What on earth is Steampunk? If the pictures on this site don't do enough talking for you, then here is a simple explanation:
Steampunk is a made-up, fantasy period of history (or the future). Steampunk imagines what it would be like if the Victorians had used steam power and clockwork to make gadgets like we have today work. Steampunk also imagines what those people would have dressed like, talked like and acted like. It is really a kind of Science Fiction (Sci-Fi).
If you want to know more about how to create a Steampunk character and costume then click on these links:
If you want to know more then have a read of these definitions purloined from the interweb:
"Steampunk is modern technology—iPads, computers, robotics, air travel—powered by steam and set in the 1800’s. This is as brief and as compact a description you can give people that have no clue what Steampunk is."
"Steampunk is an inspired movement of creativity and imagination. With a backdrop of either Victorian England or America’s Wild West at hand, modern technologies are re-imagined and realized as elaborate works of art, fashion, and mechanics. If Jules Verne or H.G. Wells were writing their science fiction today, it would be considered “Steampunk.”"
"The “punk” in “Steampunk” comes from going against convention that, through creativity and declaration of one’s individuality be it through style, gadgets, or attitude, sets one apart."
"Steampunk is a sub-genre of science fiction that typically features steam-powered machinery, especially in a setting inspired by industrialized Western civilization during the 19th century. Therefore, steampunk works are often set in an alternative history of the 19th century's British Victorian era or American "Wild West", in a post-apocalyptic future during which steam power has regained mainstream use, or in a fantasy world that similarly employs steam power.
Steampunk perhaps most recognizably features anachronistic technologies or retro-futuristic inventions as people in the 19th century might have envisioned them, and is likewise rooted in the era's perspective on fashion, culture, architectural style, and art. Such technology may include fictional machines like those found in the works of H. G. Wells and Jules Verne, or the modern authors Philip Pullman, Scott Westerfeld, and China Mieville. Other examples of steampunk contain alternate history-style presentations of such technology as lighter-than-air airships, analog computers, or such digital mechanical computers as Charles Babbage and Ada Lovelace's Analytical Engine.

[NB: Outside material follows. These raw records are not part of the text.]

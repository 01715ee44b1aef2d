use std::fs::File;
use std::io::BufReader;

use clap::{CommandFactory, Parser as _};
use target_lexicon::Triple;
use tinydb_diagnostic::termcolor::NoColor;
use tinydb_diagnostic::{Config, Diagnostic, DiagnosticKind};
use tinydb_interner::InternError;

use crate::cli::{Cli, Color};
use crate::repl;
use crate::session::{Flow, Session, SessionConfig, SessionError, DEFAULT_PROMPT};
use crate::ShellError;

type TestSession = Session<Vec<Diagnostic>, Vec<u8>>;

fn config(capacity: usize, prompt: Option<&str>) -> SessionConfig {
    SessionConfig {
        capacity,
        prompt: prompt.map(str::to_owned),
        target: "x86_64-unknown-linux-gnu".parse::<Triple>().unwrap(),
    }
}

fn session() -> TestSession {
    session_with(config(tinydb_interner::DEFAULT_CAPACITY, None))
}

fn session_with(config: SessionConfig) -> TestSession {
    match Session::new(config, vec![], vec![]) {
        Ok(session) => session,
        Err(err) => panic!("failed to start session: {err}"),
    }
}

fn run(session: &mut TestSession, lines: &[&str]) -> Flow {
    repl::run_lines(session, lines).unwrap()
}

fn output(session: &TestSession) -> &str {
    std::str::from_utf8(&session.output).unwrap()
}

fn messages(session: &TestSession) -> Vec<&str> {
    session
        .diagnostics
        .iter()
        .filter_map(|d| d.message.as_deref())
        .collect()
}

#[test]
fn create_then_list() {
    let mut session = session();
    let flow = run(
        &mut session,
        &[
            "create table foo (id int, name varchar(10))",
            "create table bar (c char(1))",
            ".tables",
        ],
    );

    assert_eq!(flow, Flow::Continue);
    assert!(session.diagnostics.is_empty());
    insta::assert_snapshot!(output(&session), @r###"
    Created table foo.
    Created table bar.
    foo (id int, name varchar(10))
    bar (c char(1))
    "###);
}

#[test]
fn no_tables() {
    let mut session = session();
    run(&mut session, &[".tables"]);

    assert_eq!(output(&session), "No tables.\n");
}

#[test]
fn duplicate_table() {
    let mut session = session();
    let line = "create table foo (a int)";
    let flow = run(&mut session, &[line, line]);

    assert_eq!(flow, Flow::Continue);
    assert_eq!(output(&session), "Created table foo.\n");
    assert_eq!(messages(&session), ["table `foo` already exists"]);

    let mut stream = NoColor::new(vec![]);
    session.diagnostics[0]
        .write_to_stream(line, &Config::default(), &mut stream)
        .unwrap();
    let rendered = String::from_utf8(stream.into_inner()).unwrap();

    insta::assert_snapshot!(rendered, @r###"
    Error: table `foo` already exists
     │ create table foo (a int)
     │              ^^^  defined earlier in this session
    "###);
}

#[test]
fn help() {
    let mut session = session();
    assert_eq!(run(&mut session, &[".help"]), Flow::Continue);

    let output = output(&session);
    assert!(output.contains("create table"));
    assert!(output.contains(".tables"));
    assert!(output.contains(".exit"));
}

#[test]
fn exit_stops_the_session() {
    let mut session = session();
    let flow = run(&mut session, &[".exit", "create table foo (a int)"]);

    assert_eq!(flow, Flow::Exit);
    assert_eq!(output(&session), "Exiting...\n");
}

#[test]
fn bad_meta_command_continues() {
    let mut session = session();
    let flow = run(&mut session, &[".bogus", ".tables"]);

    assert_eq!(flow, Flow::Continue);
    assert_eq!(messages(&session), ["bad metacommand `bogus`"]);
    assert_eq!(session.diagnostics[0].kind, DiagnosticKind::Error);
    assert_eq!(output(&session), "No tables.\n");
}

#[test]
fn malformed_statement_defines_nothing() {
    let mut session = session();
    run(
        &mut session,
        &["create table foo (id int name varchar(10))", ".tables"],
    );

    assert_eq!(
        messages(&session),
        ["expected token `,` or `)` got identifier `name`"]
    );
    assert_eq!(output(&session), "No tables.\n");
}

#[test]
fn zero_size_is_reported() {
    let mut session = session();
    run(&mut session, &["create table t (a varchar(0))"]);

    assert_eq!(messages(&session), ["size of `varchar` must be > 0"]);
    assert_eq!(output(&session), "");
}

#[test]
fn line_terminators_are_stripped() {
    let mut session = session();
    let flow = run(&mut session, &["create table t (a int)\r\n", ".tables\n", "\n"]);

    assert_eq!(flow, Flow::Continue);
    assert!(session.diagnostics.is_empty());
    assert_eq!(output(&session), "Created table t.\nt (a int)\n");
}

#[test]
fn running_out_of_slots_is_fatal() {
    // room for the registered words only
    let mut session = session_with(config(9, None));
    let result = session.execute_line("create table t (a int)");

    let Err(err) = result else {
        panic!("expected the session to halt");
    };
    assert!(matches!(
        err,
        SessionError::Halted(InternError::CapacityExceeded { capacity: 9 })
    ));

    // the diagnostic already says it; nothing more goes to stderr
    assert!(ShellError::from(err).is_reported());
    assert_eq!(session.diagnostics.len(), 1);
    assert_eq!(session.diagnostics[0].kind, DiagnosticKind::Fatal);
    assert_eq!(output(&session), "");
}

#[test]
fn capacity_too_small_for_registered_words() {
    let result = Session::new(config(3, None), Vec::<Diagnostic>::new(), Vec::<u8>::new());

    let Err(err) = result else {
        panic!("expected the session to fail to start");
    };
    assert!(matches!(
        err,
        SessionError::Fatal(InternError::CapacityExceeded { capacity: 3 })
    ));

    // nothing was emitted, so the error itself has to be printed
    assert!(!ShellError::from(err).is_reported());
}

#[test]
fn repl_prompts_until_exit() {
    let mut session = session_with(config(64, Some(DEFAULT_PROMPT)));
    let input = "create table a (x int)\n.exit\n.tables\n";
    let flow = repl::run(&mut session, input.as_bytes()).unwrap();

    assert_eq!(flow, Flow::Exit);
    assert_eq!(output(&session), "db > Created table a.\ndb > Exiting...\n");
}

#[test]
fn repl_ends_at_end_of_input() {
    let mut session = session_with(config(64, Some("> ")));
    let flow = repl::run(&mut session, ".tables".as_bytes()).unwrap();

    assert_eq!(flow, Flow::Continue);
    assert_eq!(output(&session), "> No tables.\n> ");
}

#[test]
fn script_file() {
    let script = temp_file::with_contents(b"create table t (a int)\r\n\n.tables\n.exit\n.help\n");
    let file = File::open(script.path()).unwrap();

    let mut session = session();
    let flow = repl::run(&mut session, BufReader::new(file)).unwrap();

    assert_eq!(flow, Flow::Exit);
    assert_eq!(
        output(&session),
        "Created table t.\nt (a int)\nExiting...\n"
    );
}

#[test]
fn cli_definition() {
    Cli::command().debug_assert();
}

#[test]
fn cli_defaults() {
    let cli = Cli::try_parse_from(["tinydb"]).unwrap();

    assert_eq!(cli.script, None);
    assert!(cli.commands.is_empty());
    assert_eq!(cli.capacity, tinydb_interner::DEFAULT_CAPACITY);
    assert_eq!(cli.prompt, DEFAULT_PROMPT);
    assert_eq!(cli.target, Triple::host());
    assert_eq!(cli.color, Color::Auto);
}

#[test]
fn cli_commands() {
    let cli = Cli::try_parse_from([
        "tinydb",
        "-c",
        "create table t (a int)",
        "--command",
        ".tables",
        "--capacity",
        "32",
        "--target",
        "aarch64-unknown-linux-gnu",
        "--color",
        "never",
    ])
    .unwrap();

    assert_eq!(cli.commands, ["create table t (a int)", ".tables"]);
    assert_eq!(cli.capacity, 32);
    assert_eq!(cli.target.to_string(), "aarch64-unknown-linux-gnu");
    assert_eq!(cli.color, Color::Never);
}

#[test]
fn cli_rejects_unknown_target() {
    let err = Cli::try_parse_from(["tinydb", "--target", "not-a-real-triple"]).unwrap_err();

    assert_eq!(err.kind(), clap::error::ErrorKind::ValueValidation);
    assert!(err.to_string().contains("unknown target triple `not-a-real-triple`"));
}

Steampunk may also, though not necessarily, incorporate additional elements from the genres of fantasy, horror, historical fiction, alternate history, or other branches of speculative fiction, making it often a hybrid genre. Steampunk also refers to any of the artistic styles, clothing fashions, or subcultures, that have developed from the aesthetics of Steampunk fiction, Victorian-era fiction, and films from the mid-20th century. Various modern utilitarian objects have been modified by individual artisans into a pseudo-Victorian mechanical "Steampunk" style, and a number of visual and musical artists have been described as Steampunk."
"Steampunk is often referred to as the “greatest era that never was.” Set in the late 19th century, it encompasses all of the romanticism of the Victorian Era— including the ugly bits— all the literature, all the scientific theories and political upheavals, then cranks up the technological level on the whole thing to eleven."